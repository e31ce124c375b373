//! Device session — login/verify handshake, token lifecycle, authorized calls.
//!
//! ARCHITECTURE
//! ============
//! The device issues a short-lived token after a challenge/response exchange:
//! `login` returns the token plus a server-computed challenge-response, and
//! `verify` echoes that response back with the token attached. Every other
//! endpoint requires the token in `X-Auth-Token` and answers 401 once it
//! expires.
//!
//! CONCURRENCY
//! ===========
//! Re-authentication runs under `login_lock`. `auth_epoch` counts completed
//! login attempts; a caller remembers the epoch it saw before its request
//! failed, and if the epoch has moved by the time it owns the lock, another
//! caller already re-authenticated and the fresh token is reused. A burst of
//! 401s (e.g. after a device reboot) therefore costs one login exchange.
//!
//! The token is written only under the login lock; everyone else reads it.

use std::fmt::Write;
use std::sync::Arc;
use std::sync::atomic::{AtomicU64, Ordering};

use base64::Engine as _;
use base64::engine::general_purpose::STANDARD as BASE64_STANDARD;
use rand::Rng;
use serde::Deserialize;
use tokio::sync::{Mutex, RwLock};
use tracing::{debug, info, warn};

use super::transport::HttpTransport;
use super::types::{CODE_OK, DeviceError, DeviceInfo, DeviceRequest, DeviceResponse, LedMode, Method};

/// Random bytes in each login challenge.
const CHALLENGE_LEN: usize = 256;

/// Current token string and its decoded bytes (used in UDP headers).
#[derive(Debug, Clone, Default, PartialEq, Eq)]
pub struct AuthToken {
    pub token: String,
    pub bytes: Vec<u8>,
}

impl AuthToken {
    #[must_use]
    pub fn is_empty(&self) -> bool {
        self.token.is_empty()
    }
}

#[derive(Deserialize)]
struct LoginResponse {
    authentication_token: String,
    #[serde(rename = "challenge-response")]
    challenge_response: String,
}

#[derive(Deserialize)]
struct ModeResponse {
    mode: LedMode,
}

pub(crate) fn bytes_to_hex(bytes: &[u8]) -> String {
    let mut s = String::with_capacity(bytes.len() * 2);
    for b in bytes {
        let _ = write!(s, "{b:02x}");
    }
    s
}

/// Fresh random login challenge, hex-encoded.
#[must_use]
pub(crate) fn generate_challenge() -> String {
    let mut bytes = [0u8; CHALLENGE_LEN];
    rand::rng().fill(&mut bytes[..]);
    bytes_to_hex(&bytes)
}

/// Map a raw response to its JSON body, or the error it represents.
///
/// Vendor error codes are logged here so every endpoint reports them the same way.
fn check_response(response: DeviceResponse, endpoint: &str) -> Result<serde_json::Value, DeviceError> {
    if response.is_unauthorized() {
        return Err(DeviceError::Unauthorized);
    }
    if !(200..300).contains(&response.status) {
        warn!(endpoint, status = response.status, body = %response.body, "device returned error status");
        return Err(DeviceError::Status { status: response.status, body: response.body.to_string() });
    }
    if let Some(code) = response.code()
        && code != CODE_OK
    {
        warn!(endpoint, code, "device returned error code");
        return Err(DeviceError::Protocol { code });
    }
    Ok(response.body)
}

// =============================================================================
// SESSION
// =============================================================================

/// Authenticated session with one device.
pub struct Session {
    transport: Arc<dyn HttpTransport>,
    auth: RwLock<AuthToken>,
    auth_epoch: AtomicU64,
    login_lock: Mutex<()>,
    info: RwLock<Option<DeviceInfo>>,
}

impl Session {
    #[must_use]
    pub fn new(transport: Arc<dyn HttpTransport>) -> Self {
        Self {
            transport,
            auth: RwLock::new(AuthToken::default()),
            auth_epoch: AtomicU64::new(0),
            login_lock: Mutex::new(()),
            info: RwLock::new(None),
        }
    }

    /// Snapshot of the current token.
    pub async fn token(&self) -> AuthToken {
        self.auth.read().await.clone()
    }

    /// Device metadata from the last successful `get_device_info`.
    pub async fn device_info(&self) -> Option<DeviceInfo> {
        *self.info.read().await
    }

    // =========================================================================
    // AUTHENTICATION
    // =========================================================================

    /// Run a full login + verify exchange, replacing the token on success.
    ///
    /// # Errors
    ///
    /// Returns the transport or protocol error that aborted the exchange. The
    /// previous token is kept in that case.
    pub async fn login_and_verify(&self) -> Result<(), DeviceError> {
        let _guard = self.login_lock.lock().await;
        self.login_exchange().await
    }

    /// Re-authenticate unless someone else did since `observed_epoch`.
    async fn reauthenticate(&self, observed_epoch: u64) {
        let _guard = self.login_lock.lock().await;
        if self.auth_epoch.load(Ordering::Acquire) != observed_epoch {
            debug!("re-authentication already completed; reusing token");
            return;
        }
        // Failure is logged in login_exchange; the retry will surface it.
        let _ = self.login_exchange().await;
    }

    /// Caller must hold `login_lock`.
    async fn login_exchange(&self) -> Result<(), DeviceError> {
        let result = self.try_login_exchange().await;
        self.auth_epoch.fetch_add(1, Ordering::AcqRel);
        match &result {
            Ok(()) => info!("device session authenticated"),
            Err(e) => warn!(error = %e, "device login failed"),
        }
        result
    }

    async fn try_login_exchange(&self) -> Result<(), DeviceError> {
        let challenge = generate_challenge();
        let response = self
            .transport
            .send(DeviceRequest::post("login", serde_json::json!({ "challenge": challenge })))
            .await?;
        let body = check_response(response, "login")?;
        let login: LoginResponse = serde_json::from_value(body).map_err(|e| DeviceError::Decode(e.to_string()))?;
        let bytes = BASE64_STANDARD
            .decode(login.authentication_token.as_bytes())
            .map_err(|e| DeviceError::Decode(format!("authentication_token: {e}")))?;

        let verify = DeviceRequest::post(
            "verify",
            serde_json::json!({ "challenge-response": login.challenge_response }),
        )
        .with_token(login.authentication_token.clone());
        let response = self.transport.send(verify).await?;
        check_response(response, "verify")?;

        *self.auth.write().await = AuthToken { token: login.authentication_token, bytes };
        Ok(())
    }

    // =========================================================================
    // AUTHORIZED REQUESTS
    // =========================================================================

    /// Call a token-protected endpoint, re-authenticating once on 401.
    ///
    /// # Errors
    ///
    /// Returns [`DeviceError::Unauthorized`] if the retry is also rejected, or
    /// the transport/protocol error of the final attempt.
    pub async fn authorized_request(
        &self,
        path: &str,
        method: Method,
        body: Option<serde_json::Value>,
    ) -> Result<serde_json::Value, DeviceError> {
        let mut retried = false;
        loop {
            // Epoch before token: a login landing in between only costs a reuse.
            let epoch = self.auth_epoch.load(Ordering::Acquire);
            let token = self.auth.read().await.token.clone();
            let request = DeviceRequest { method, path: path.to_owned(), token: Some(token), body: body.clone() };

            let response = self.transport.send(request).await?;
            if !response.is_unauthorized() {
                return check_response(response, path);
            }
            if retried {
                warn!(path, "device still unauthorized after re-authentication");
                return Err(DeviceError::Unauthorized);
            }
            retried = true;
            debug!(path, "device token rejected; re-authenticating");
            self.reauthenticate(epoch).await;
        }
    }

    // =========================================================================
    // CONTROL API
    // =========================================================================

    /// Read and store `number_of_led`, `bytes_per_led` and `frame_rate`.
    ///
    /// # Errors
    ///
    /// Returns a [`DeviceError`] if the request fails or fields are missing.
    pub async fn get_device_info(&self) -> Result<DeviceInfo, DeviceError> {
        let body = self.authorized_request("gestalt", Method::Get, None).await?;
        let info: DeviceInfo = serde_json::from_value(body).map_err(|e| DeviceError::Decode(e.to_string()))?;
        *self.info.write().await = Some(info);
        Ok(info)
    }

    /// # Errors
    ///
    /// Returns a [`DeviceError`] if the request fails or the mode is unknown.
    pub async fn get_mode(&self) -> Result<LedMode, DeviceError> {
        let body = self.authorized_request("led/mode", Method::Get, None).await?;
        let parsed: ModeResponse = serde_json::from_value(body).map_err(|e| DeviceError::Decode(e.to_string()))?;
        Ok(parsed.mode)
    }

    /// # Errors
    ///
    /// Returns a [`DeviceError`] if the request fails.
    pub async fn set_mode(&self, mode: LedMode) -> Result<(), DeviceError> {
        self.authorized_request("led/mode", Method::Post, Some(serde_json::json!({ "mode": mode.as_str() })))
            .await?;
        Ok(())
    }

    /// Set output brightness as an integer percentage (clamped to 0–100).
    ///
    /// # Errors
    ///
    /// Returns a [`DeviceError`] if the request fails.
    pub async fn set_brightness(&self, percent: u8) -> Result<(), DeviceError> {
        let body = serde_json::json!({ "mode": "enabled", "type": "A", "value": percent.min(100) });
        self.authorized_request("led/out/brightness", Method::Post, Some(body))
            .await?;
        Ok(())
    }
}

#[cfg(test)]
#[path = "session_test.rs"]
mod tests;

§

## What needs to be done
Return each full line of the entries that contains the word "else".

## Output for this task
//! The token is written only under the login lock; everyone else reads it.
    /// Re-authenticate unless someone else did since `observed_epoch`.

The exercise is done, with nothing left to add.